Show HN: CLI to score AI prompts after a prod failure

(costguardai.io)

1 points | by techcam 9 hours ago ago

1 comments

  • techcam 9 hours ago

    Happy to explain how the scoring works since that’s the obvious first question.

    The core idea is:

    Safety Score = 100 − riskScore

    The risk score is based on structural prompt properties that tend to correlate with failures in production systems:

    - instruction hierarchy ambiguity - conflicting directives (system vs user) - missing output constraints - unconstrained response scope - token cost / context pressure

    Each factor contributes a weighted amount to the total risk score.
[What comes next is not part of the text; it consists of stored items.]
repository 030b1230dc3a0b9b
//! Application error types
//!
//! Errors raised outside the domain: token checks, configuration and
//! infrastructure start-up. Domain failures pass through unchanged.

use mentor_core::DomainError;

/// Application-wide error type
#[derive(Debug, thiserror::Error)]
pub enum AppError {
    #[error("Invalid token")]
    InvalidToken,

    #[error("Token expired")]
    TokenExpired,

    #[error("Database error: {0}")]
    Database(String),

    #[error("Configuration error: {0}")]
    Config(String),

    #[error("Internal server error")]
    Internal(#[source] anyhow::Error),

    #[error(transparent)]
    Domain(#[from] DomainError),
}

impl AppError {
    /// Get HTTP status code for this error
    #[must_use]
    pub fn status_code(&self) -> u16 {
        match self {
            Self::InvalidToken | Self::TokenExpired => 401,
            Self::Database(_) | Self::Config(_) | Self::Internal(_) => 500,
            Self::Domain(e) => e.status_code(),
        }
    }

    /// Get error code for API responses
    #[must_use]
    pub fn error_code(&self) -> &'static str {
        match self {
            Self::InvalidToken => "INVALID_TOKEN",
            Self::TokenExpired => "TOKEN_EXPIRED",
            Self::Database(_) => "DATABASE_ERROR",
            Self::Config(_) => "CONFIG_ERROR",
            Self::Internal(_) => "INTERNAL_ERROR",
            Self::Domain(e) => e.code(),
        }
    }

    /// Check if this is a server error (5xx)
    #[must_use]
    pub fn is_server_error(&self) -> bool {
        self.status_code() >= 500
    }
}

/// Result type alias for application operations
pub type AppResult<T> = Result<T, AppError>;
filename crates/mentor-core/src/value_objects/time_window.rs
//! Half-open time interval used for scheduling checks

use chrono::{DateTime, Duration, Utc};

/// A half-open interval `[start, end)`
#[derive(Debug, Clone, Copy, PartialEq, Eq)]
pub struct TimeWindow {
    pub start: DateTime<Utc>,
    pub end: DateTime<Utc>,
}

impl TimeWindow {
    /// Create a window; returns `None` unless `start < end`
    pub fn new(start: DateTime<Utc>, end: DateTime<Utc>) -> Option<Self> {
        (start < end).then_some(Self { start, end })
    }

    /// Window starting at `start` lasting `minutes`; `None` when the end
    /// falls outside the representable range
    pub fn from_duration(start: DateTime<Utc>, minutes: i32) -> Option<Self> {
        let end = start.checked_add_signed(Duration::minutes(i64::from(minutes)))?;
        Self::new(start, end)
    }

    /// True interval intersection. Touching endpoints do not overlap.
    #[inline]
    pub fn overlaps(&self, other: &Self) -> bool {
        self.start < other.end && other.start < self.end
    }

    pub fn duration(&self) -> Duration {
        self.end - self.start
    }

    /// Length in whole minutes, saturating at `i32::MAX`
    pub fn minutes(&self) -> i32 {
        i32::try_from(self.duration().num_minutes()).unwrap_or(i32::MAX)
    }
}
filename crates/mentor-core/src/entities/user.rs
//! User entity - a marketplace account mirrored from the identity provider

use chrono::{DateTime, Utc};
use uuid::Uuid;

use crate::value_objects::UserRole;

/// User entity
///
/// The identity provider owns credentials; this row only mirrors the
/// profile fields the marketplace needs and is upserted on profile sync.
#[derive(Debug, Clone, PartialEq, Eq)]
pub struct User {
    pub id: Uuid,
    pub email: String,
    pub name: String,
    pub role: UserRole,
    pub image_url: Option<String>,
    pub created_at: DateTime<Utc>,
    pub updated_at: DateTime<Utc>,
}

impl User {
    /// Create a new User with required fields
    pub fn new(id: Uuid, email: String, name: String, role: UserRole) -> Self {
        let now = Utc::now();
        Self {
            id,
            email,
            name,
            role,
            image_url: None,
            created_at: now,
            updated_at: now,
        }
    }

    /// Set the avatar url
    pub fn with_image(mut self, image_url: Option<String>) -> Self {
        self.image_url = image_url;
        self
    }

    #[inline]
    pub fn is_admin(&self) -> bool {
        self.role.is_admin()
    }
}
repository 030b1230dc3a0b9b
//! Booking entity - a student's reservation of one time slot

use chrono::{DateTime, Utc};
use uuid::Uuid;

use crate::error::DomainError;
use crate::value_objects::{BookingStatus, PaymentStatus};

/// Booking entity
#[derive(Debug, Clone, PartialEq, Eq)]
pub struct Booking {
    pub id: Uuid,
    pub student_id: Uuid,
    pub mentor_id: Uuid,
    pub service_id: Uuid,
    pub time_slot_id: Uuid,
    pub status: BookingStatus,
    pub payment_status: PaymentStatus,
    pub price_cents: i64,
    pub platform_fee_cents: i64,
    pub mentor_earnings_cents: i64,
    pub currency: String,
    pub student_notes: Option<String>,
    pub mentor_notes: Option<String>,
    pub meeting_url: Option<String>,
    pub cancelled_by: Option<Uuid>,
    pub cancellation_reason: Option<String>,
    pub cancelled_at: Option<DateTime<Utc>>,
    pub created_at: DateTime<Utc>,
    pub updated_at: DateTime<Utc>,
}

/// Price breakdown of a booking, in minor currency units
#[derive(Debug, Clone, PartialEq, Eq)]
pub struct BookingPrice {
    pub price_cents: i64,
    pub platform_fee_cents: i64,
    pub mentor_earnings_cents: i64,
    pub currency: String,
}

impl BookingPrice {
    /// Split `price_cents` into platform fee and mentor earnings.
    ///
    /// The fee is rounded down so the mentor never receives less than
    /// `price - price * percent / 100`.
    pub fn split(price_cents: i64, fee_percent: u8, currency: impl Into<String>) -> Self {
        let fee = price_cents.max(0) * i64::from(fee_percent.min(100)) / 100;
        Self {
            price_cents,
            platform_fee_cents: fee,
            mentor_earnings_cents: price_cents - fee,
            currency: currency.into(),
        }
    }
}

/// Data for a booking insert
#[derive(Debug, Clone)]
pub struct NewBooking {
    pub id: Uuid,
    pub student_id: Uuid,
    pub mentor_id: Uuid,
    pub service_id: Uuid,
    pub time_slot_id: Uuid,
    pub price: BookingPrice,
    pub student_notes: Option<String>,
}

impl NewBooking {
    /// Materialize the row as it looks right after insert
    pub fn into_booking(self, now: DateTime<Utc>) -> Booking {
        Booking {
            id: self.id,
            student_id: self.student_id,
            mentor_id: self.mentor_id,
            service_id: self.service_id,
            time_slot_id: self.time_slot_id,
            status: BookingStatus::Pending,
            payment_status: PaymentStatus::Pending,
            price_cents: self.price.price_cents,
            platform_fee_cents: self.price.platform_fee_cents,
            mentor_earnings_cents: self.price.mentor_earnings_cents,
            currency: self.price.currency,
            student_notes: self.student_notes,
            mentor_notes: None,
            meeting_url: None,
            cancelled_by: None,
            cancellation_reason: None,
            cancelled_at: None,
            created_at: now,
            updated_at: now,
        }
    }
}

impl Booking {
    /// Cancelled and completed bookings cannot be cancelled again
    pub fn ensure_cancellable(&self) -> Result<(), DomainError> {
        if self.status.is_terminal() {
            return Err(DomainError::BookingFinalized(self.status));
        }
        Ok(())
    }

    /// Mark as cancelled by `by`
    pub fn cancel(&mut self, by: Uuid, reason: Option<String>, now: DateTime<Utc>) -> Result<(), DomainError> {
        self.ensure_cancellable()?;
        self.status = BookingStatus::Cancelled;
        self.cancelled_by = Some(by);
        self.cancellation_reason = reason;
        self.cancelled_at = Some(now);
        self.updated_at = now;
        Ok(())
    }

    /// Validate a lifecycle transition without applying it
    pub fn check_transition(&self, next: BookingStatus) -> Result<(), DomainError> {
        if !self.status.can_transition_to(next) {
            return Err(DomainError::InvalidStatusTransition {
                from: self.status,
                to: next,
            });
        }
        Ok(())
    }

    /// Apply a payment status change
    pub fn set_payment_status(&mut self, next: PaymentStatus) -> Result<(), DomainError> {
        if !self.payment_status.can_transition_to(next) {
            return Err(DomainError::InvalidPaymentTransition {
                from: self.payment_status,
                to: next,
            });
        }
        self.payment_status = next;
        self.updated_at = Utc::now();
        Ok(())
    }

    /// Whether the booking still holds a unit of slot capacity
    #[inline]
    pub fn holds_capacity(&self) -> bool {
        self.status != BookingStatus::Cancelled
    }
}
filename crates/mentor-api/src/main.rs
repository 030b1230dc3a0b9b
//! Mentor API Server entry point
//!
//! Run with:
//! ```bash
//! cargo run -p mentor-api
//! ```
//!
//! Configuration is loaded from environment variables or a `.env` file.

use mentor_common::{try_init_tracing, AppConfig, TracingConfig};
use tracing::{error, info};

#[tokio::main]
async fn main() {
    let config = match AppConfig::from_env() {
        Ok(config) => config,
        Err(e) => {
            eprintln!("Failed to load configuration: {e}");
            std::process::exit(1);
        }
    };

    if let Err(e) = try_init_tracing(&TracingConfig::for_environment(config.app.env)) {
        eprintln!("Warning: Failed to initialize tracing: {e}");
    }

    info!(
        app = %config.app.name,
        env = ?config.app.env,
        address = %config.api.address(),
        "Starting Mentor API Server..."
    );

    if let Err(e) = mentor_api::run(config).await {
        error!(error = %e, "Server failed");
        std::process::exit(1);
    }
}
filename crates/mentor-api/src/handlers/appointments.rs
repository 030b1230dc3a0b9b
//! Appointment handlers
//!
//! Free-form calendar appointments with overlap detection.

use axum::{extract::State, Json};
use mentor_service::dto::{
    AppointmentResponse, CancelRequest, ConflictQuery, CreateAppointmentRequest, ListQuery,
    PaginatedResponse, RescheduleAppointmentRequest, UpdateStatusRequest,
};
use mentor_service::AppointmentService;
use uuid::Uuid;

use crate::extractors::{AuthUser, IdPath, OptionalValidatedJson, ValidatedJson, ValidatedQuery};
use crate::response::{ApiResult, Created};
use crate::state::AppState;

/// Schedule an appointment
///
/// POST /appointments
pub async fn create_appointment(
    State(state): State<AppState>,
    auth: AuthUser,
    ValidatedJson(request): ValidatedJson<CreateAppointmentRequest>,
) -> ApiResult<Created<AppointmentResponse>> {
    let service = AppointmentService::new(state.service_context());
    let appointment = service.create_appointment(auth.actor, request).await?;
    Ok(Created(appointment))
}

/// List the caller's appointments
///
/// GET /appointments
pub async fn list_appointments(
    State(state): State<AppState>,
    auth: AuthUser,
    ValidatedQuery(query): ValidatedQuery<ListQuery>,
) -> ApiResult<Json<PaginatedResponse<AppointmentResponse>>> {
    let service = AppointmentService::new(state.service_context());
    let page = service.list_my_appointments(auth.actor, query).await?;
    Ok(Json(page))
}

/// Appointments that would collide with a candidate window
///
/// GET /appointments/conflicts
pub async fn find_conflicts(
    State(state): State<AppState>,
    auth: AuthUser,
    ValidatedQuery(query): ValidatedQuery<ConflictQuery>,
) -> ApiResult<Json<Vec<AppointmentResponse>>> {
    let service = AppointmentService::new(state.service_context());
    let conflicts = service.find_conflicts(auth.actor, query).await?;
    Ok(Json(conflicts))
}

/// Get an appointment
///
/// GET /appointments/{appointment_id}
pub async fn get_appointment(
    State(state): State<AppState>,
    auth: AuthUser,
    IdPath(appointment_id): IdPath<Uuid>,
) -> ApiResult<Json<AppointmentResponse>> {
    let service = AppointmentService::new(state.service_context());
    let appointment = service.get_appointment(auth.actor, appointment_id).await?;
    Ok(Json(appointment))
}

/// Move an appointment
///
/// POST /appointments/{appointment_id}/reschedule
pub async fn reschedule_appointment(
    State(state): State<AppState>,
    auth: AuthUser,
    IdPath(appointment_id): IdPath<Uuid>,
    ValidatedJson(request): ValidatedJson<RescheduleAppointmentRequest>,
) -> ApiResult<Json<AppointmentResponse>> {
    let service = AppointmentService::new(state.service_context());
    let appointment = service
        .reschedule_appointment(auth.actor, appointment_id, request)
        .await?;
    Ok(Json(appointment))
}

/// Cancel an appointment
///
/// POST /appointments/{appointment_id}/cancel
pub async fn cancel_appointment(
    State(state): State<AppState>,
    auth: AuthUser,
    IdPath(appointment_id): IdPath<Uuid>,
    body: OptionalValidatedJson<CancelRequest>,
) -> ApiResult<Json<AppointmentResponse>> {
    let service = AppointmentService::new(state.service_context());
    let appointment = service
        .cancel_appointment(auth.actor, appointment_id, body.into_inner_or_default())
        .await?;
    Ok(Json(appointment))
}

/// Move an appointment through its lifecycle
///
/// PATCH /appointments/{appointment_id}/status
pub async fn update_appointment_status(
    State(state): State<AppState>,
    auth: AuthUser,
    IdPath(appointment_id): IdPath<Uuid>,
    ValidatedJson(request): ValidatedJson<UpdateStatusRequest>,
) -> ApiResult<Json<AppointmentResponse>> {
    let service = AppointmentService::new(state.service_context());
    let appointment = service.update_status(auth.actor, appointment_id, request).await?;
    Ok(Json(appointment))
}
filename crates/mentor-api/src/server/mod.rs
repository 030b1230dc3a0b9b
//! Server setup and initialization
//!
//! Provides the main application builder and server runner.

use std::sync::Arc;

use axum::Router;
use mentor_common::{AppConfig, AppError, JwtService};
use mentor_db::{
    create_pool, default_migrations_dir, run_migrations, PgAppointmentRepository,
    PgAvailabilityRepository, PgBookingRepository, PgMentorRepository, PgPool,
    PgServiceRepository, PgTimeSlotRepository, PgUserRepository, PoolConfig,
};
use mentor_service::{ServiceContext, ServiceContextBuilder};
use tokio::net::TcpListener;
use tracing::info;

use crate::middleware::{apply_middleware, apply_middleware_with_config};
use crate::routes::{create_router, health_routes};
use crate::state::AppState;

/// Build the complete Axum application with all routes and middleware
pub fn create_app(state: AppState) -> Result<Router, AppError> {
    let config = state.config();
    let api = apply_middleware_with_config(
        create_router(),
        &config.rate_limit,
        &config.cors,
        config.app.env.is_production(),
    )?;
    let health = apply_middleware(health_routes());

    Ok(api.merge(health).with_state(state))
}

/// Wire the PostgreSQL repositories into a service context
pub fn build_service_context(pool: &PgPool, config: &AppConfig) -> Result<ServiceContext, AppError> {
    ServiceContextBuilder::new()
        .user_repo(Arc::new(PgUserRepository::new(pool.clone())))
        .mentor_repo(Arc::new(PgMentorRepository::new(pool.clone())))
        .service_repo(Arc::new(PgServiceRepository::new(pool.clone())))
        .time_slot_repo(Arc::new(PgTimeSlotRepository::new(pool.clone())))
        .booking_repo(Arc::new(PgBookingRepository::new(pool.clone())))
        .appointment_repo(Arc::new(PgAppointmentRepository::new(pool.clone())))
        .availability_repo(Arc::new(PgAvailabilityRepository::new(pool.clone())))
        .booking_config(config.booking)
        .build()
        .map_err(|e| AppError::Config(e.to_string()))
}

/// Initialize all dependencies and create AppState
pub async fn create_app_state(config: AppConfig) -> Result<AppState, AppError> {
    info!("Connecting to PostgreSQL...");
    let pool = create_pool(&PoolConfig::from(&config.database))
        .await
        .map_err(|e| AppError::Database(e.to_string()))?;
    info!("PostgreSQL connection established");

    if config.database.run_migrations {
        run_migrations(&pool, &default_migrations_dir())
            .await
            .map_err(|e| AppError::Database(e.to_string()))?;
        info!("Database migrations applied");
    }

    let jwt_service = JwtService::new(
        &config.jwt.secret,
        config.jwt.access_token_expiry,
        config.jwt.issuer.clone(),
    );

    let service_context = build_service_context(&pool, &config)?;

    Ok(AppState::new(service_context, config, jwt_service, pool))
}

/// Run the HTTP server on an already bound listener
pub async fn run_server(app: Router, listener: TcpListener) -> Result<(), AppError> {
    let addr = listener
        .local_addr()
        .map_err(|e| AppError::Config(format!("Failed to read listener address: {e}")))?;
    info!("Server listening on http://{}", addr);

    axum::serve(listener, app)
        .with_graceful_shutdown(shutdown_signal())
        .await
        .map_err(|e| AppError::Config(format!("Server error: {e}")))?;

    info!("Server stopped");
    Ok(())
}

/// Run the complete server with configuration
pub async fn run(config: AppConfig) -> Result<(), AppError> {
    let addr = config.api.address();

    let state = create_app_state(config).await?;
    let app = create_app(state)?;

    info!("Starting HTTP server on {}", addr);
    let listener = TcpListener::bind(&addr)
        .await
        .map_err(|e| AppError::Config(format!("Failed to bind to {addr}: {e}")))?;

    run_server(app, listener).await
}

async fn shutdown_signal() {
    if let Err(e) = tokio::signal::ctrl_c().await {
        tracing::error!(error = %e, "Failed to listen for shutdown signal");
        std::future::pending::<()>().await;
    }
    info!("Shutdown signal received");
}
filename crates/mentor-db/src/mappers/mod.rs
//! Entity to model mappers
//!
//! Conversions between domain entities (mentor-core) and database models.
//! - `From<Model> for Entity` / `TryFrom<Model> for Entity`: rows to domain objects
//! - `AvailabilityColumns`: column arrays for bulk inserts

mod appointment;
mod availability;
mod booking;
mod mentor;
mod time_slot;
mod user;

use std::str::FromStr;

use mentor_core::error::DomainError;

pub use appointment::appointments_from_models;
pub use availability::AvailabilityColumns;
pub use booking::bookings_from_models;

/// Parse a text-encoded enum column
pub(crate) fn parse_column<T>(column: &'static str, raw: &str) -> Result<T, DomainError>
where
    T: FromStr,
    T::Err: std::fmt::Display,
{
    raw.parse()
        .map_err(|e| DomainError::DatabaseError(format!("{column}: {e}")))
}
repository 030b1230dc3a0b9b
//! Application error types

mod app_error;

pub use app_error::{AppError, AppResult};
    It’s not trying to predict exact model behavior — that’s not possible statically.

    The goal is closer to a linter: flagging prompt structures that are more likely to break (injection, hallucination drift, ignored constraints, etc).

    There’s also a lightweight pattern registry. If a prompt matches structural patterns seen in real jailbreak/injection cases (e.g. authority ambiguity), the score increases.

    One thing that surprised me while building it: instruction hierarchy ambiguity caused more real-world failures than obvious injection patterns.

    The CLI runs locally — no prompts are sent anywhere.

    If you want to try it:

    npm install -g @camj78/costguardai costguardai analyze your-prompt.txt

    Curious what failure modes others here have seen in production prompts.